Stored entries
--- START ---

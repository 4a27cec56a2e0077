// Copyright 2026 the garnet authors
//
// Licensed under the Apache License, Version 2.0 (the "License");
// you may not use this file except in compliance with the License.
// You may obtain a copy of the License at
//
//     http://www.apache.org/licenses/LICENSE-2.0
//
// Unless required by applicable law or agreed to in writing, software
// distributed under the License is distributed on an "AS IS" BASIS,
// WITHOUT WARRANTIES OR CONDITIONS OF ANY KIND, either express or implied.
// See the License for the specific language governing permissions and
// limitations under the License.

//! Resource set layouts.

use garnet_core::binding::{ResourceSetLayoutDesc, SlotDesc};
use garnet_core::error::GfxError;
use garnet_core::raw::{RawDescriptorLayoutId, RawDevice};
use std::borrow::Cow;
use std::sync::Arc;

/// An immutable array of typed binding slots, backed by a raw descriptor
/// layout. Sets are created against a layout and must bind matching
/// resource kinds.
pub struct ResourceSetLayout {
    device: Arc<dyn RawDevice>,
    raw: RawDescriptorLayoutId,
    slots: Vec<SlotDesc>,
    label: Option<Cow<'static, str>>,
}

impl ResourceSetLayout {
    pub(crate) fn create(
        device: Arc<dyn RawDevice>,
        descriptor: &ResourceSetLayoutDesc,
    ) -> Result<Self, GfxError> {
        let raw = device.create_descriptor_layout(descriptor)?;
        Ok(Self {
            device,
            raw,
            slots: descriptor.slots.clone(),
            label: descriptor.label.clone(),
        })
    }

    /// The typed slots, in slot-index order.
    pub fn slots(&self) -> &[SlotDesc] {
        &self.slots
    }

    /// The layout's debug label, if any.
    pub fn label(&self) -> Option<&str> {
        self.label.as_deref()
    }

    pub(crate) fn raw(&self) -> RawDescriptorLayoutId {
        self.raw
    }
}

impl Drop for ResourceSetLayout {
    fn drop(&mut self) {
        self.device.destroy_descriptor_layout(self.raw);
    }
}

--- END ---

In the data above, which lines include "SlotDesc"? Return those lines.

— Answer for the task —
use garnet_core::binding::{ResourceSetLayoutDesc, SlotDesc};
    slots: Vec<SlotDesc>,
    pub fn slots(&self) -> &[SlotDesc] {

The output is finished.